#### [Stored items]
*** Begin section ***
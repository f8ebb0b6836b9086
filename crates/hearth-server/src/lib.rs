//! Hearth Web Server
//!
//! Axum-based REST API for the Hearth household budgeting service.
//!
//! Authentication is an external concern (the service is expected to sit
//! behind a trusted reverse proxy); the server's own hardening is limited
//! to a restrictive CORS policy, security headers, input validation, and
//! sanitized error responses. Each dashboard section degrades on its own
//! fetch failure instead of failing the whole response.

use std::sync::{Arc, RwLock};

use axum::{
    http::{header, HeaderValue, Method, StatusCode},
    response::{IntoResponse, Response},
    routing::{delete, get, post, put},
    Json, Router,
};
use serde::Serialize;
use tower_http::{
    cors::CorsLayer, services::ServeDir, set_header::SetResponseHeaderLayer, trace::TraceLayer,
};
use tracing::{error, info, warn};

use hearth_core::db::Database;
use hearth_core::SessionConfig;

mod handlers;

/// Server configuration
#[derive(Clone, Default)]
pub struct ServerConfig {
    /// Allowed CORS origins (empty = same-origin only)
    pub allowed_origins: Vec<String>,
}

/// Shared application state
pub struct AppState {
    pub db: Database,
    pub config: ServerConfig,
    /// Session configuration: loaded once at startup, reloaded explicitly
    /// after any settings write
    pub session: RwLock<SessionConfig>,
}

impl AppState {
    /// Reload the session configuration from stored settings
    pub fn reload_session(&self) -> Result<SessionConfig, AppError> {
        let fresh = SessionConfig::load(&self.db).map_err(AppError::from_core)?;
        let mut session = self
            .session
            .write()
            .map_err(|_| AppError::internal("Session configuration lock poisoned"))?;
        *session = fresh.clone();
        Ok(fresh)
    }

    /// A point-in-time copy of the session configuration
    pub fn session_snapshot(&self) -> SessionConfig {
        self.session
            .read()
            .map(|s| s.clone())
            .unwrap_or_default()
    }
}

/// Success response
#[derive(Serialize)]
pub struct SuccessResponse {
    pub success: bool,
}

/// Create the application router
pub fn create_router(db: Database, static_dir: Option<&str>, config: ServerConfig) -> Router {
    let session = match SessionConfig::load(&db) {
        Ok(session) => session,
        Err(e) => {
            warn!("Failed to load session configuration, using defaults: {}", e);
            SessionConfig::default()
        }
    };

    let state = Arc::new(AppState {
        db,
        config: config.clone(),
        session: RwLock::new(session),
    });

    let api_routes = Router::new()
        // Dashboard
        .route("/dashboard", get(handlers::get_dashboard))
        // Funds
        .route(
            "/funds",
            get(handlers::list_funds).post(handlers::create_fund),
        )
        .route(
            "/funds/:id",
            get(handlers::get_fund)
                .put(handlers::update_fund)
                .delete(handlers::delete_fund),
        )
        // Cash envelope ledger
        .route(
            "/cash-transactions",
            get(handlers::list_cash_transactions).post(handlers::create_cash_transaction),
        )
        .route(
            "/cash-transactions/totals",
            get(handlers::cash_transaction_totals),
        )
        // Debts
        .route(
            "/debts",
            get(handlers::list_debts).post(handlers::create_debt),
        )
        .route(
            "/debts/:id",
            axum::routing::patch(handlers::update_debt).delete(handlers::delete_debt),
        )
        // Tasks
        .route(
            "/tasks",
            get(handlers::list_tasks).post(handlers::create_task),
        )
        .route(
            "/tasks/:id",
            axum::routing::patch(handlers::update_task).delete(handlers::delete_task),
        )
        // Net-worth snapshots
        .route(
            "/snapshots",
            get(handlers::list_snapshots).post(handlers::create_snapshot),
        )
        .route("/snapshots/:id", delete(handlers::delete_snapshot))
        // Balance types
        .route(
            "/balance-types",
            get(handlers::list_balance_types).post(handlers::create_balance_type),
        )
        .route(
            "/balance-types/:id",
            put(handlers::update_balance_type).delete(handlers::delete_balance_type),
        )
        // Budget years
        .route(
            "/budget-years",
            get(handlers::list_budget_years).post(handlers::create_budget_year),
        )
        .route("/budget-years/:id", delete(handlers::delete_budget_year))
        .route(
            "/budget-years/:id/activate",
            post(handlers::activate_budget_year),
        )
        // Categories
        .route(
            "/categories",
            get(handlers::list_categories).post(handlers::create_category),
        )
        // System settings
        .route("/settings", get(handlers::get_settings))
        .route("/settings/:key", put(handlers::update_setting));

    // Build CORS layer
    let cors = if config.allowed_origins.is_empty() {
        // Restrictive default: only allow same-origin
        CorsLayer::new()
            .allow_methods([
                Method::GET,
                Method::POST,
                Method::PUT,
                Method::PATCH,
                Method::DELETE,
                Method::OPTIONS,
            ])
            .allow_headers([header::CONTENT_TYPE])
    } else {
        let origins: Vec<HeaderValue> = config
            .allowed_origins
            .iter()
            .filter_map(|o| o.parse().ok())
            .collect();
        CorsLayer::new()
            .allow_origin(origins)
            .allow_methods([
                Method::GET,
                Method::POST,
                Method::PUT,
                Method::PATCH,
                Method::DELETE,
                Method::OPTIONS,
            ])
            .allow_headers([header::CONTENT_TYPE])
    };

    // Security headers
    // CSP: restrict scripts to same-origin, allow inline styles (Tailwind)
    let csp_value = HeaderValue::from_static(
        "default-src 'self'; script-src 'self'; style-src 'self' 'unsafe-inline'; img-src 'self' blob: data:; font-src 'self'; connect-src 'self'; frame-ancestors 'none'"
    );

    let mut app = Router::new()
        .nest("/api", api_routes)
        .with_state(state)
        .layer(TraceLayer::new_for_http())
        .layer(cors)
        // Security headers
        .layer(SetResponseHeaderLayer::overriding(
            header::X_CONTENT_TYPE_OPTIONS,
            HeaderValue::from_static("nosniff"),
        ))
        .layer(SetResponseHeaderLayer::overriding(
            header::X_FRAME_OPTIONS,
            HeaderValue::from_static("DENY"),
        ))
        .layer(SetResponseHeaderLayer::overriding(
            header::CONTENT_SECURITY_POLICY,
            csp_value,
        ));

    // Serve static files if directory provided
    if let Some(dir) = static_dir {
        app = app.fallback_service(ServeDir::new(dir));
    }

    app
}

/// Start the server
pub async fn serve(
    db: Database,
    host: &str,
    port: u16,
    static_dir: Option<&str>,
) -> anyhow::Result<()> {
    serve_with_config(db, host, port, static_dir, ServerConfig::default()).await
}

/// Start the server with custom configuration
pub async fn serve_with_config(
    db: Database,
    host: &str,
    port: u16,
    static_dir: Option<&str>,
    config: ServerConfig,
) -> anyhow::Result<()> {
    let app = create_router(db, static_dir, config);
    let addr = format!("{}:{}", host, port);

    info!("Starting server at http://{}", addr);

    let listener = tokio::net::TcpListener::bind(&addr).await?;
    axum::serve(listener, app).await?;

    Ok(())
}

// ============================================================================
// Error Handling
// ============================================================================

/// Application error type with proper HTTP status codes
pub struct AppError {
    status: StatusCode,
    message: String,
    internal: Option<anyhow::Error>,
}

impl AppError {
    pub fn bad_request(msg: &str) -> Self {
        Self {
            status: StatusCode::BAD_REQUEST,
            message: msg.to_string(),
            internal: None,
        }
    }

    pub fn not_found(msg: &str) -> Self {
        Self {
            status: StatusCode::NOT_FOUND,
            message: msg.to_string(),
            internal: None,
        }
    }

    pub fn internal(msg: &str) -> Self {
        Self {
            status: StatusCode::INTERNAL_SERVER_ERROR,
            message: msg.to_string(),
            internal: None,
        }
    }

    /// Map a core error onto its HTTP status. Validation failures surface
    /// as 400 and missing records as 404; everything else stays a sanitized
    /// 500 with the detail in the log.
    pub fn from_core(err: hearth_core::Error) -> Self {
        match err {
            hearth_core::Error::InvalidData(msg) => Self::bad_request(&msg),
            hearth_core::Error::NotFound(msg) => Self::not_found(&msg),
            other => Self::from(other),
        }
    }
}

impl IntoResponse for AppError {
    fn into_response(self) -> Response {
        // Log the full internal error if present
        if let Some(err) = &self.internal {
            error!(error = %err, "Internal error");
        }

        let body = Json(serde_json::json!({
            "error": self.message
        }));

        (self.status, body).into_response()
    }
}

impl<E> From<E> for AppError
where
    E: Into<anyhow::Error>,
{
    fn from(err: E) -> Self {
        let err = err.into();
        Self {
            status: StatusCode::INTERNAL_SERVER_ERROR,
            // Return generic message to client
            message: "An internal error occurred".to_string(),
            // Keep full error for logging
            internal: Some(err),
        }
    }
}

#[cfg(test)]
mod tests;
*** End section ***
#### [Required action]
In the records above, some lines hold the word "ServerConfig"; copy each such line.

#### [The answer]
pub struct ServerConfig {
    pub config: ServerConfig,
pub fn create_router(db: Database, static_dir: Option<&str>, config: ServerConfig) -> Router {
    serve_with_config(db, host, port, static_dir, ServerConfig::default()).await
    config: ServerConfig,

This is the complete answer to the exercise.